▸ **Exercise prompt**
In the records, find each line where "HashMap" occurs, and copy it.

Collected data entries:
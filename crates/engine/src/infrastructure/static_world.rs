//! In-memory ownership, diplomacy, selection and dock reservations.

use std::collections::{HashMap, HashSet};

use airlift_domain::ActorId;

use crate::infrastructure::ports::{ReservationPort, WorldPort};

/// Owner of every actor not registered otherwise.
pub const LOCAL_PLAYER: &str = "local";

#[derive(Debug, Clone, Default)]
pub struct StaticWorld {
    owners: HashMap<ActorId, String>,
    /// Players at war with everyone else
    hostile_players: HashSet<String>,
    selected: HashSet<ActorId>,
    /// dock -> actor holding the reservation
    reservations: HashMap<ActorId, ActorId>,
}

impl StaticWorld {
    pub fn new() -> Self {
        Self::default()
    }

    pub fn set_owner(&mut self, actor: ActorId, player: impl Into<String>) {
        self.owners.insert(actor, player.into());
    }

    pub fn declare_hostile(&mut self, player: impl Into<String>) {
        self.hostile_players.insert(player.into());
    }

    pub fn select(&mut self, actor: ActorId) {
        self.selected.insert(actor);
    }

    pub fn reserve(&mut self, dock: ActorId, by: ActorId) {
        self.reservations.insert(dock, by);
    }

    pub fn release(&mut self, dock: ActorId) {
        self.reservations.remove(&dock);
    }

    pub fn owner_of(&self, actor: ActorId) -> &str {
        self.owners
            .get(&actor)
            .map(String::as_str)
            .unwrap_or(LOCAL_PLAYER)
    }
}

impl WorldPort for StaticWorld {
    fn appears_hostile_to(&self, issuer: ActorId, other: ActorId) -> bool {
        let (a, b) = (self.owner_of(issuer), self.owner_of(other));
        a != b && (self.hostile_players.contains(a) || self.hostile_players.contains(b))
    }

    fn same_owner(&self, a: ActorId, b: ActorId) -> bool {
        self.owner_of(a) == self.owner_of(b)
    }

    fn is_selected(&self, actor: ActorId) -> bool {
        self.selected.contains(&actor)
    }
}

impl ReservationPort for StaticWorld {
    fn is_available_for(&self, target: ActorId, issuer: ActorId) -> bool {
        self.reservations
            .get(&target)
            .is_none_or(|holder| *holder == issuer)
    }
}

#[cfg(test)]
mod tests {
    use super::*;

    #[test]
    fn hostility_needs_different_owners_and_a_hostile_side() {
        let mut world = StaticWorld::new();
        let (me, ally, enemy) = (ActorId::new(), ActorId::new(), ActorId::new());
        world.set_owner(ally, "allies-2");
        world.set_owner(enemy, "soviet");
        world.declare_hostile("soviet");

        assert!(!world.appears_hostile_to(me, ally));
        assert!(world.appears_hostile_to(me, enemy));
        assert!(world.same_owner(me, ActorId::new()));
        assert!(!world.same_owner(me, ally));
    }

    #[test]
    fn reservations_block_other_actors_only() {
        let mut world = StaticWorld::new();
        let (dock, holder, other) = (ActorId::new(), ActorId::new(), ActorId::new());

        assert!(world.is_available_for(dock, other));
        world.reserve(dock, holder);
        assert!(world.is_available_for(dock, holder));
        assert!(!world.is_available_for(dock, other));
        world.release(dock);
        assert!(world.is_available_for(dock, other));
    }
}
...
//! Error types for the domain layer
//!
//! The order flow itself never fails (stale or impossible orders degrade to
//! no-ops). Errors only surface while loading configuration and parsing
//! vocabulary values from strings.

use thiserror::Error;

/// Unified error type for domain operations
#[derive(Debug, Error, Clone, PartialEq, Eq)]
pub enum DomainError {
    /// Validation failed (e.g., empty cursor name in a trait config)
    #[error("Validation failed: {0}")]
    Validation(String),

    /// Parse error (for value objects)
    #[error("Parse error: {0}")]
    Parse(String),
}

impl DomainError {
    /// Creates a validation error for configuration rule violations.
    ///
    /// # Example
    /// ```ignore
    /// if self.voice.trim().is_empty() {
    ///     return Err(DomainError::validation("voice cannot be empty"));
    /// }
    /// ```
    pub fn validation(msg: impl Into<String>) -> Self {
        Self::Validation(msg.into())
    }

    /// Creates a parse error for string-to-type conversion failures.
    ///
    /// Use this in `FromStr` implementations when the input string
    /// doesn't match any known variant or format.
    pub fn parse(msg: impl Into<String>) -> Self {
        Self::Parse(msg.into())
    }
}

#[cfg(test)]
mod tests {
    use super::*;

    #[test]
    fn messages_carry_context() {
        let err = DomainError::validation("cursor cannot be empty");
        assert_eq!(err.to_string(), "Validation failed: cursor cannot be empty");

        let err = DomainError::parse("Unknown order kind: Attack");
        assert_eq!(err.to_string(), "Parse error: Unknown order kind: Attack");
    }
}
...
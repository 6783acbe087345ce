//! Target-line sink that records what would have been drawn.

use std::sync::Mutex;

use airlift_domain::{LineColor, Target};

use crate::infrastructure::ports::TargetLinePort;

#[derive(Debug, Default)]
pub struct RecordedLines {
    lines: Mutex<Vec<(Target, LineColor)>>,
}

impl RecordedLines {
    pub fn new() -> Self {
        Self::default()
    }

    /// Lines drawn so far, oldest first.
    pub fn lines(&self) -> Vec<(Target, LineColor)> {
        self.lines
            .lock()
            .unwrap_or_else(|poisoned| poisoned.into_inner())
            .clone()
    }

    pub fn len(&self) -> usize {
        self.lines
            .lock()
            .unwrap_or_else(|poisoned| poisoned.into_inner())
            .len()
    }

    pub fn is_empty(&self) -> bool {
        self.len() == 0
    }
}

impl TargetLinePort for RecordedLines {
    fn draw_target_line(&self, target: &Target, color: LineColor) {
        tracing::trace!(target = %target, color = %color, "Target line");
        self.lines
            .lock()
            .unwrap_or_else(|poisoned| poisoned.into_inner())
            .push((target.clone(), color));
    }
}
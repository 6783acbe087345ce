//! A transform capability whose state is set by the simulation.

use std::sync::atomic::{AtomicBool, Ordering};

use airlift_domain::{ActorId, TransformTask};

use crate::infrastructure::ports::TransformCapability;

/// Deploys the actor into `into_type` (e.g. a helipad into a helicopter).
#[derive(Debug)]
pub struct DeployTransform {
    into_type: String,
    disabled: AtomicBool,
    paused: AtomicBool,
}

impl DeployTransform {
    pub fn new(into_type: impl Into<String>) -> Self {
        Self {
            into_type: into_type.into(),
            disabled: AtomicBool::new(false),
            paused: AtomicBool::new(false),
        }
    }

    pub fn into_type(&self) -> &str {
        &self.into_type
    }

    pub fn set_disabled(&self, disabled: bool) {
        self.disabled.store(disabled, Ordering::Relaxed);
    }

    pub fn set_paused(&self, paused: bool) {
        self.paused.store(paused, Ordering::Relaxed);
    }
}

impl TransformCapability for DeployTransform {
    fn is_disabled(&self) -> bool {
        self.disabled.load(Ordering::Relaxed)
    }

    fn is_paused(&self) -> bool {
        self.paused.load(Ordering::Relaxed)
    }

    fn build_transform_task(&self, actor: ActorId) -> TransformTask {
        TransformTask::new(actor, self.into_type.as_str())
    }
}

▸ **Written answer**
use std::collections::{HashMap, HashSet};
    owners: HashMap<ActorId, String>,
    reservations: HashMap<ActorId, ActorId>,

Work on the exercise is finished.